Configure the Key Distribution Center (KDC) server that will be used by the cluster nodes.
Refer to Solaris Kerberos/SEAM (Sun Enterprise Authentication Mechanism) documentation for details.
Set up the time synchronization.
The KDC server must be time synchronized with the cluster nodes as well as any clients that will be using the Sun Cluster HA for NFS services from the cluster. The Network Time Protocol (NTP) method performs time corrections with greater granularity than other methods, and therefore the time synchronization is more reliable. To benefit from this greater reliability, use NTP for the time synchronization.
Verify the DNS client configuration.
The DNS client configuration must be complete and working on all cluster nodes as well as on any NFS clients that will be using secure NFS services from the cluster. Use resolv.conf(4) to verify the DNS client configuration.
The DNS domain name must be made known to the Kerberos configuration by keeping a mapping in the domain_realm section of krb5.conf(4) file.
The following example shows a mapping of DNS domain name mydept.company.com to Kerberos realm ACME.COM.
[domain_realm] .mydept.company.com = ACME.COM
Ensure that the Master KDC server is up when the Kerberos client software is configured on the cluster nodes.
Ensure that the same configuration file and the same service key table file are available to all cluster nodes.
The /etc/krb5/krb5.conf file must be configured the same on all the cluster nodes. In addition, the default Kerberos keytab file (service key table), /etc/krb5/krb5.keytab, must be configured the same on all the cluster nodes. Consistent configuration can be achieved by copying the files to all cluster nodes. Alternately, you can keep a single copy of each file on a global file system and install symbolic links to /etc/krb5/krb5.conf and /etc/krb5/krb5.keytab on all cluster nodes.
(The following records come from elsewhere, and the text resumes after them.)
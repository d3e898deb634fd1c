// SPDX-License-Identifier: PMPL-1.0-or-later
// Copyright (c) 2026 Jonathan D.A. Jewell (hyperpolymath) <jonathan.jewell@open.ac.uk>
//
// Raw TCP transport (JetDirect, port 9100).
//
// Open a socket and exchange bytes. Label printers accept their command
// language directly on this port and answer status queries on the same
// connection.

use std::time::Duration;

use tokio::io::AsyncWriteExt;
use tokio::net::TcpStream;
use tracing::debug;

use labelwerk_core::error::TransportError;

use super::{not_open, read_stream, write_stream};

#[derive(Debug)]
pub struct TcpTransport {
    addr: String,
    stream: Option<TcpStream>,
}

impl TcpTransport {
    pub fn new(host: &str, port: u16) -> Self {
        Self {
            addr: format!("{host}:{port}"),
            stream: None,
        }
    }

    pub async fn open(&mut self, timeout: Duration) -> Result<(), TransportError> {
        if self.stream.is_some() {
            return Ok(());
        }

        let stream = tokio::time::timeout(timeout, TcpStream::connect(&self.addr))
            .await
            .map_err(|_| {
                TransportError::Timeout(format!(
                    "TCP connect to {} after {}ms",
                    self.addr,
                    timeout.as_millis()
                ))
            })?
            .map_err(|e| TransportError::ConnectFailed(format!("TCP connect to {}: {e}", self.addr)))?;

        debug!(addr = %self.addr, "TCP channel open");
        self.stream = Some(stream);
        Ok(())
    }

    pub async fn close(&mut self) {
        if let Some(mut stream) = self.stream.take() {
            // The peer may already be gone; there is nothing left to release.
            if let Err(e) = stream.shutdown().await {
                debug!(addr = %self.addr, error = %e, "TCP shutdown");
            }
            debug!(addr = %self.addr, "TCP channel closed");
        }
    }

    pub fn is_open(&self) -> bool {
        self.stream.is_some()
    }

    pub async fn write(&mut self, bytes: &[u8], timeout: Duration) -> Result<(), TransportError> {
        let stream = self.stream.as_mut().ok_or_else(|| not_open(&self.addr))?;
        write_stream(stream, bytes, timeout, &self.addr).await?;
        debug!(addr = %self.addr, bytes = bytes.len(), "TCP write");
        Ok(())
    }

    pub async fn read(&mut self, max: usize, timeout: Duration) -> Result<Vec<u8>, TransportError> {
        let stream = self.stream.as_mut().ok_or_else(|| not_open(&self.addr))?;
        read_stream(stream, max, timeout, &self.addr).await
    }
}
impl JobStatus {
    pub fn is_terminal(&self) -> bool {
        matches!(self, Self::Completed | Self::Failed | Self::Expired)
    }

    /// Whether `self -> next` is a legal lifecycle step.
    pub fn can_transition_to(&self, next: JobStatus) -> bool {
        matches!(
            (self, next),
            (Self::Pending, Self::Printing)
                | (Self::Pending, Self::Expired)
                | (Self::Printing, Self::Completed)
                | (Self::Printing, Self::Failed)
        )
    }

    pub fn as_str(&self) -> &'static str {
        match self {
            Self::Pending => "pending",
            Self::Printing => "printing",
            Self::Completed => "completed",
            Self::Failed => "failed",
            Self::Expired => "expired",
        }
    }
}

impl std::fmt::Display for JobStatus {
    fn fmt(&self, f: &mut std::fmt::Formatter<'_>) -> std::fmt::Result {
        f.write_str(self.as_str())
    }
}

/// Field values handed to the renderer.
pub type FieldValues = BTreeMap<String, serde_json::Value>;

/// A rendered label waiting for (or going through) a printer.
#[derive(Debug, Clone, Serialize, Deserialize)]
pub struct PrintJob {
    pub id: JobId,
    pub template_name: String,
    pub printer_name: String,
    /// Dialect used to interpret the payload's quantity directives.
    pub dialect: Dialect,
    /// Printer-ready bytes; opaque to the queue.
    #[serde(skip)]
    pub payload: Vec<u8>,
    pub quantity: u32,
    /// Copies already written (resume point after a partial failure).
    pub copies_sent: u32,
    /// Send attempts made so far.
    pub attempts: u32,
    pub status: JobStatus,
    pub submitted_at: DateTime<Utc>,
    pub expires_at: DateTime<Utc>,
    pub updated_at: DateTime<Utc>,
    pub error_message: Option<String>,
}

impl PrintJob {
    pub fn new(
        template_name: String,
        printer_name: String,
        dialect: Dialect,
        payload: Vec<u8>,
        quantity: u32,
        queue_timeout: Duration,
    ) -> Self {
        let now = Utc::now();
        let expires_at = TimeDelta::from_std(queue_timeout)
            .ok()
            .and_then(|delta| now.checked_add_signed(delta))
            .unwrap_or(DateTime::<Utc>::MAX_UTC);
        Self {
            id: JobId::new(),
            template_name,
            printer_name,
            dialect,
            payload,
            quantity,
            copies_sent: 0,
            attempts: 0,
            status: JobStatus::Pending,
            submitted_at: now,
            expires_at,
            updated_at: now,
            error_message: None,
        }
    }
}

/// What the API layer sees for a job: on submission and on lookup.
#[derive(Debug, Clone, PartialEq, Eq, Serialize, Deserialize)]
pub struct JobReceipt {
    pub job_id: JobId,
    pub status: JobStatus,
    pub message: String,
}

/// Template metadata relevant to printer selection.
#[derive(Debug, Clone, Default, PartialEq, Eq, Serialize, Deserialize)]
pub struct TemplateSpec {
    pub name: String,
    #[serde(default)]
    pub description: String,
    /// Printer names the template may be sent to.
    #[serde(default)]
    pub supported_printers: Vec<String>,
    /// Dialects the template renders for, regardless of printer name.
    #[serde(default)]
    pub supported_dialects: Vec<Dialect>,
    /// Fixed quantity; overrides whatever the caller requested.
    #[serde(default)]
    pub quantity: Option<u32>,
}

impl TemplateSpec {
    pub fn supports(&self, printer: &PrinterConfig) -> bool {
        self.supported_printers.iter().any(|n| n == &printer.name)
            || self.supported_dialects.contains(&printer.dialect)
    }
}

#[cfg(test)]
mod tests {
    use super::*;

    fn printer(name: &str, dialect: Dialect) -> PrinterConfig {
        PrinterConfig {
            name: name.into(),
            dialect,
            connection: ConnectionConfig::Tcp {
                host: "10.0.0.5".into(),
                port: 9100,
            },
            enabled: true,
            healthcheck: HealthcheckConfig::default(),
        }
    }

    #[test]
    fn lifecycle_is_monotonic() {
        use JobStatus::*;
        assert!(Pending.can_transition_to(Printing));
        assert!(Pending.can_transition_to(Expired));
        assert!(Printing.can_transition_to(Completed));
        assert!(Printing.can_transition_to(Failed));

        assert!(!Printing.can_transition_to(Pending));
        assert!(!Printing.can_transition_to(Expired));
        assert!(!Pending.can_transition_to(Completed));
        for terminal in [Completed, Failed, Expired] {
            assert!(terminal.is_terminal());
            for next in [Pending, Printing, Completed, Failed, Expired] {
                assert!(!terminal.can_transition_to(next));
            }
        }
    }

    #[test]
    fn connection_config_is_internally_tagged() {
        let tcp: ConnectionConfig =
            serde_json::from_str(r#"{"type":"tcp","host":"printer.lan"}"#).unwrap();
        assert_eq!(
            tcp,
            ConnectionConfig::Tcp {
                host: "printer.lan".into(),
                port: 9100
            }
        );

        let serial: ConnectionConfig =
            serde_json::from_str(r#"{"type":"serial","device":"/dev/ttyUSB0"}"#).unwrap();
        assert_eq!(serial.describe(), "serial:/dev/ttyUSB0@9600");

        let proxy: ConnectionConfig = serde_json::from_str(
            r#"{"type":"proxy","device_id":"zebra_1","endpoint":"http://hub:8123"}"#,
        )
        .unwrap();
        assert!(matches!(proxy, ConnectionConfig::Proxy { token: None, .. }));
    }

    #[test]
    fn probe_command_falls_back_to_dialect_default() {
        let mut cfg = printer("shelf", Dialect::Epl2);
        assert_eq!(cfg.probe_command(), "UQ");

        cfg.healthcheck.command = Some("  ".into());
        assert_eq!(cfg.probe_command(), "UQ");

        assert_eq!(cfg.custom_health_command(), None);

        cfg.healthcheck.command = Some("~HQES".into());
        assert_eq!(cfg.probe_command(), "~HQES");
        assert_eq!(cfg.custom_health_command(), Some("~HQES"));
    }

    #[test]
    fn dialect_keywords() {
        assert_eq!(Dialect::from_keyword("ZPL II"), Some(Dialect::Zpl));
        assert_eq!(Dialect::from_keyword("epl"), Some(Dialect::Epl2));
        assert_eq!(Dialect::from_keyword("P-Touch"), Some(Dialect::Ptouch));
        assert_eq!(Dialect::from_keyword("escpos"), None);
    }

    #[test]
    fn template_supports_by_name_or_dialect() {
        let spec = TemplateSpec {
            name: "shipping".into(),
            supported_printers: vec!["dock".into()],
            supported_dialects: vec![Dialect::Epl2],
            ..TemplateSpec::default()
        };
        assert!(spec.supports(&printer("dock", Dialect::Zpl)));
        assert!(spec.supports(&printer("shelf", Dialect::Epl2)));
        assert!(!spec.supports(&printer("office", Dialect::Zpl)));
    }

    #[test]
    fn job_expiry_follows_timeout() {
        let job = PrintJob::new(
            "t".into(),
            "p".into(),
            Dialect::Zpl,
            b"^XA^XZ".to_vec(),
            1,
            Duration::from_secs(300),
        );
        assert_eq!(job.status, JobStatus::Pending);
        assert_eq!((job.expires_at - job.submitted_at).num_seconds(), 300);
    }

    #[test]
    fn job_id_round_trips_through_display() {
        let id = JobId::new();
        let parsed: JobId = id.to_string().parse().unwrap();
        assert_eq!(parsed, id);
        assert!("not-a-uuid".parse::<JobId>().is_err());
    }
}
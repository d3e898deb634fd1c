// SPDX-License-Identifier: PMPL-1.0-or-later
// Copyright (c) 2026 Jonathan D.A. Jewell (hyperpolymath) <jonathan.jewell@open.ac.uk>
//
// One configured label printer: a transport plus a status parser.
//
// Every operation scopes its own channel. `probe` and `send` connect, do
// their I/O, and disconnect on every exit path, so no socket or serial
// handle outlives the call that opened it.

use chrono::Utc;
use tracing::{debug, info, instrument};

use labelwerk_core::config::IoTimeouts;
use labelwerk_core::error::{ProtocolError, Result, TransportError};
use labelwerk_core::types::{Dialect, PrinterConfig, PrinterStatus};

use crate::protocol::{StatusParser, zpl};
use crate::transport::{StubHandle, StubTransport, Transport};

#[derive(Debug)]
pub struct Printer {
    config: PrinterConfig,
    transport: Transport,
    parser: StatusParser,
    io: IoTimeouts,
    /// Model and firmware, once learned.
    identity: Option<(String, Option<String>)>,
}

impl Printer {
    pub fn new(config: PrinterConfig, transport: Transport, io: IoTimeouts) -> Self {
        let parser = StatusParser::for_printer(&config);
        Self {
            config,
            transport,
            parser,
            io,
            identity: None,
        }
    }

    /// A printer reached over the transport its config describes.
    pub fn from_config(config: PrinterConfig, io: IoTimeouts) -> Self {
        let transport = Transport::from_config(&config.connection);
        Self::new(config, transport, io)
    }

    /// A printer backed by a scripted in-memory transport.
    pub fn stub(config: PrinterConfig, io: IoTimeouts) -> (Self, StubHandle) {
        let (stub, handle) = StubTransport::new();
        (Self::new(config, Transport::Stub(stub), io), handle)
    }

    pub fn name(&self) -> &str {
        &self.config.name
    }

    pub fn dialect(&self) -> Dialect {
        self.config.dialect
    }

    pub fn config(&self) -> &PrinterConfig {
        &self.config
    }

    pub async fn connect(&mut self) -> std::result::Result<(), TransportError> {
        self.transport.open(self.io.connect()).await
    }

    /// Idempotent.
    pub async fn disconnect(&mut self) {
        self.transport.close().await;
    }

    /// Write a probe command and return the raw response.
    #[instrument(skip(self), fields(printer = %self.config.name))]
    pub async fn probe(&mut self, command: &str) -> std::result::Result<Vec<u8>, TransportError> {
        let mut request = command.as_bytes().to_vec();
        request.extend_from_slice(self.config.dialect.command_terminator());
        let policy = self.parser.read_policy(&self.io);

        self.connect().await?;
        let response = self.transport.query(&request, &policy).await;
        self.disconnect().await;

        if let Ok(bytes) = &response {
            debug!(bytes = bytes.len(), "probe response");
        }
        response
    }

    /// Write a rendered payload. Payload contents are not interpreted.
    #[instrument(skip(self, payload), fields(printer = %self.config.name, bytes = payload.len()))]
    pub async fn send(&mut self, payload: &[u8]) -> std::result::Result<(), TransportError> {
        self.connect().await?;
        let result = self.transport.write(payload, self.io.write()).await;
        self.disconnect().await;

        if result.is_ok() {
            debug!("payload written");
        }
        result
    }

    /// Run the health probe and parse it into a status.
    ///
    /// Transport and protocol failures are returned as errors; the caller
    /// decides what an unreachable printer means. A reply to a configured
    /// health command that the dialect parser does not understand still
    /// counts as online when it is not empty, with no sensor readings.
    pub async fn check_status(&mut self) -> Result<PrinterStatus> {
        if let StatusParser::Unsupported(dialect) = self.parser {
            return Err(ProtocolError::UnsupportedDialect(dialect).into());
        }

        let command = self.config.probe_command().to_string();
        let raw = self.probe(&command).await?;
        let mut status = match self.parser.parse(&raw) {
            Ok(status) => status,
            Err(e) if self.config.custom_health_command().is_some() && !raw.trim_ascii().is_empty() => {
                debug!(
                    printer = %self.config.name,
                    command = %command,
                    error = %e,
                    "custom health command answered in a format the parser does not read, treating as online"
                );
                PrinterStatus {
                    online: true,
                    ..PrinterStatus::default()
                }
            }
            Err(e) => return Err(e.into()),
        };
        status.observed_at = Some(Utc::now());

        if let Some(model) = status.model.clone() {
            self.identity = Some((model, status.firmware.clone()));
        } else {
            if self.identity.is_none() && self.parser == StatusParser::Zpl {
                self.identify().await;
            }
            if let Some((model, firmware)) = &self.identity {
                status.model = Some(model.clone());
                status.firmware = firmware.clone();
            }
        }
        Ok(status)
    }

    /// Ask a ZPL printer who it is. Failure leaves the identity unknown
    /// and does not affect reachability.
    async fn identify(&mut self) {
        match self.probe(zpl::HOST_IDENTIFICATION).await {
            Ok(raw) => match zpl::parse_host_identification(&raw) {
                Some((model, firmware)) => {
                    info!(printer = %self.config.name, model = %model, "printer identified");
                    self.identity = Some((model, firmware));
                }
                None => debug!(printer = %self.config.name, "~HI response had no model"),
            },
            Err(e) => debug!(printer = %self.config.name, error = %e, "~HI query failed"),
        }
    }
}

#[cfg(test)]
mod tests {
    use super::*;
    use labelwerk_core::error::LabelwerkError;
    use labelwerk_core::types::{ConnectionConfig, HealthcheckConfig, sensor};

    const HS_READY: &str = "\x02030,0,0,1245,000,0,0,0,000,0,0,0\x03\r\n\x02000,0,0,0,1,2,6,0,00000000,1,015\x03\r\n";

    fn config(dialect: Dialect) -> PrinterConfig {
        PrinterConfig {
            name: "dock".into(),
            dialect,
            connection: ConnectionConfig::Tcp {
                host: "10.0.0.5".into(),
                port: 9100,
            },
            enabled: true,
            healthcheck: HealthcheckConfig::default(),
        }
    }

    #[tokio::test]
    async fn zpl_status_learns_identity_once() {
        let (mut printer, handle) = Printer::stub(config(Dialect::Zpl), IoTimeouts::default());
        handle.respond_text("~HS", HS_READY);
        handle.respond_text("~HI", "\x02ZD421-203dpi,V84.20.18Z,8,8192KB\x03");

        let status = printer.check_status().await.unwrap();
        assert!(status.online);
        assert!(status.observed_at.is_some());
        assert_eq!(status.model.as_deref(), Some("ZD421-203dpi"));
        assert_eq!(status.firmware.as_deref(), Some("V84.20.18Z"));
        assert_eq!(status.flag(sensor::PAPER_OUT), Some(false));

        let again = printer.check_status().await.unwrap();
        assert_eq!(again.model.as_deref(), Some("ZD421-203dpi"));
        assert_eq!(handle.writes_containing(b"~HI"), 1);
        assert_eq!(handle.writes_containing(b"~HS\r\n"), 2);
        assert!(!handle.is_open());
    }

    #[tokio::test]
    async fn failed_identification_keeps_printer_online() {
        let (mut printer, handle) = Printer::stub(config(Dialect::Zpl), IoTimeouts::default());
        handle.respond_text("~HS", HS_READY);

        let status = printer.check_status().await.unwrap();
        assert!(status.online);
        assert_eq!(status.model, None);
    }

    #[tokio::test(start_paused = true)]
    async fn epl2_probe_waits_and_accumulates() {
        let (mut printer, handle) = Printer::stub(config(Dialect::Epl2), IoTimeouts::default());
        handle.respond(
            "UQ",
            vec![
                b"UKQ1935HLU      V4.42\r\n".to_vec(),
                b"I8,0,001 rY JF WN\r\nq812\r\n".to_vec(),
                b"Option:d,Ff\r\n".to_vec(),
            ],
        );

        let status = printer.check_status().await.unwrap();
        assert_eq!(status.model.as_deref(), Some("UKQ1935HLU"));
        assert_eq!(status.text(sensor::PRINT_METHOD), Some("direct_thermal"));
        assert_eq!(handle.writes(), vec![b"UQ\n".to_vec()]);
    }

    #[tokio::test]
    async fn unreachable_printer_is_a_transport_error() {
        let (mut printer, handle) = Printer::stub(config(Dialect::Zpl), IoTimeouts::default());
        handle.set_reachable(false);

        let err = printer.check_status().await.unwrap_err();
        assert!(matches!(
            err,
            LabelwerkError::Transport(TransportError::ConnectFailed(_))
        ));
        assert!(err.is_unreachable());
    }

    #[tokio::test]
    async fn malformed_response_is_a_protocol_error_and_releases_channel() {
        let (mut printer, handle) = Printer::stub(config(Dialect::Zpl), IoTimeouts::default());
        handle.respond_text("~HS", "\x02030,0");

        let err = printer.check_status().await.unwrap_err();
        assert!(matches!(err, LabelwerkError::Protocol(_)));
        assert!(!handle.is_open());
    }

    #[tokio::test]
    async fn ptouch_never_touches_the_transport() {
        let (mut printer, handle) = Printer::stub(config(Dialect::Ptouch), IoTimeouts::default());

        let err = printer.check_status().await.unwrap_err();
        assert!(matches!(
            err,
            LabelwerkError::Protocol(ProtocolError::UnsupportedDialect(Dialect::Ptouch))
        ));
        assert_eq!(handle.opens(), 0);
    }

    #[tokio::test]
    async fn send_releases_channel_on_failure() {
        let (mut printer, handle) = Printer::stub(config(Dialect::Zpl), IoTimeouts::default());
        handle.reject_payloads(true);

        assert!(printer.send(b"^XA^FDx^FS^XZ").await.is_err());
        assert!(!handle.is_open());

        handle.reject_payloads(false);
        printer.send(b"^XA^FDx^FS^XZ").await.unwrap();
        assert_eq!(handle.writes_containing(b"^FDx"), 1);
        assert!(!handle.is_open());
    }

    const HQES_CLEAR: &str = "\x02\r\n  PRINTER STATUS\r\n   ERRORS:         0 00000000 00000000\r\n   WARNINGS:       0 00000000 00000000\r\n\x03";

    #[tokio::test]
    async fn custom_health_command_reply_counts_as_online() {
        let mut cfg = config(Dialect::Zpl);
        cfg.healthcheck.command = Some("~HQES".into());
        let (mut printer, handle) = Printer::stub(cfg, IoTimeouts::default());
        handle.respond_text("~HQES", HQES_CLEAR);

        let status = printer.check_status().await.unwrap();
        assert!(status.online);
        assert!(status.observed_at.is_some());
        assert!(status.sensors.is_empty());
        assert_eq!(handle.writes_containing(b"~HQES\r\n"), 1);
        assert_eq!(handle.writes_containing(b"~HS\r\n"), 0);
    }

    #[tokio::test]
    async fn custom_health_command_with_parseable_reply_keeps_sensors() {
        let mut cfg = config(Dialect::Zpl);
        cfg.healthcheck.command = Some("~HS".into());
        let (mut printer, handle) = Printer::stub(cfg, IoTimeouts::default());
        handle.respond_text("~HS", HS_READY);

        let status = printer.check_status().await.unwrap();
        assert!(status.online);
        assert_eq!(status.flag(sensor::PAPER_OUT), Some(false));
    }

    #[tokio::test]
    async fn blank_reply_to_custom_health_command_is_an_error() {
        let mut cfg = config(Dialect::Zpl);
        cfg.healthcheck.command = Some("~HQES".into());
        let (mut printer, handle) = Printer::stub(cfg, IoTimeouts::default());
        handle.respond_text("~HQES", "\r\n");

        let err = printer.check_status().await.unwrap_err();
        assert!(matches!(err, LabelwerkError::Protocol(_)));
    }
}
// SPDX-License-Identifier: PMPL-1.0-or-later
// Copyright (c) 2026 Jonathan D.A. Jewell (hyperpolymath) <jonathan.jewell@open.ac.uk>
//
// Printer command-language dialects.
//
// Each dialect turns a raw health-probe response into a `PrinterStatus` and
// recognises its own native quantity directive inside a rendered payload.
// Parsers are pure; the caller stamps the observation time.

pub mod epl2;
pub mod proxy;
pub mod zpl;

use tracing::{debug, warn};

use labelwerk_core::config::IoTimeouts;
use labelwerk_core::error::ProtocolError;
use labelwerk_core::types::{ConnectionConfig, Dialect, PrinterConfig, PrinterStatus};

use crate::transport::ReadPolicy;

/// How a printer's probe response is read and interpreted.
#[derive(Debug, Clone, Copy, PartialEq, Eq)]
pub enum StatusParser {
    /// ~HS, one read.
    Zpl,
    /// UQ, settle delay then accumulate.
    Epl2,
    /// Hub readiness document.
    Proxy,
    /// No probe exists for this dialect.
    Unsupported(Dialect),
}

impl StatusParser {
    pub fn for_printer(config: &PrinterConfig) -> Self {
        match (config.dialect, &config.connection) {
            (Dialect::Ptouch, _) => Self::Unsupported(Dialect::Ptouch),
            (_, ConnectionConfig::Proxy { .. }) => Self::Proxy,
            (Dialect::Zpl, _) => Self::Zpl,
            (Dialect::Epl2, _) => Self::Epl2,
        }
    }

    pub fn is_supported(&self) -> bool {
        !matches!(self, Self::Unsupported(_))
    }

    pub fn read_policy(&self, io: &IoTimeouts) -> ReadPolicy {
        match self {
            Self::Epl2 => ReadPolicy::accumulate(io.read(), io.settle(), io.quiet()),
            _ => ReadPolicy::single(io.read()),
        }
    }

    pub fn parse(&self, raw: &[u8]) -> Result<PrinterStatus, ProtocolError> {
        match self {
            Self::Zpl => zpl::parse_host_status(raw),
            Self::Epl2 => epl2::parse_uq(raw),
            Self::Proxy => proxy::parse_ready_state(raw),
            Self::Unsupported(dialect) => Err(ProtocolError::UnsupportedDialect(*dialect)),
        }
    }
}

/// Map a renderer's dialect hint onto the closed set of dialects.
///
/// Unknown hints fall back to the printer's configured dialect.
pub fn resolve_dialect(hint: &str, fallback: Dialect) -> Dialect {
    if hint.trim().is_empty() {
        debug!(fallback = %fallback, "no dialect hint, using printer dialect");
        return fallback;
    }
    match Dialect::from_keyword(hint) {
        Some(dialect) => dialect,
        None => {
            warn!(hint, fallback = %fallback, "unrecognised dialect hint, using printer dialect");
            fallback
        }
    }
}

/// Copies a payload asks the printer to produce by itself, if any.
pub fn native_copies(dialect: Dialect, payload: &[u8]) -> Option<u32> {
    match dialect {
        Dialect::Zpl => zpl::native_quantity(payload),
        Dialect::Epl2 => epl2::native_quantity(payload),
        Dialect::Ptouch => None,
    }
}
You can also use a failover file system to make files available to all cluster nodes. However, a failover file system is visible on only one node at a time. Therefore, if Sun Cluster HA for NFS is being used in different resource groups, potentially mastered on different nodes, the files are not visible to all cluster nodes. In addition, this configuration complicates Kerberos client administrative tasks.
Ensure that all Kerberos-related entries in the file /etc/nfssec.conf are uncommented.
On all cluster nodes, as well as on any NFS clients that are configured to use secure NFS services from the cluster, all Kerberos-related entries in the file /etc/nfssec.conf must be uncommented. See nfssec.conf(4).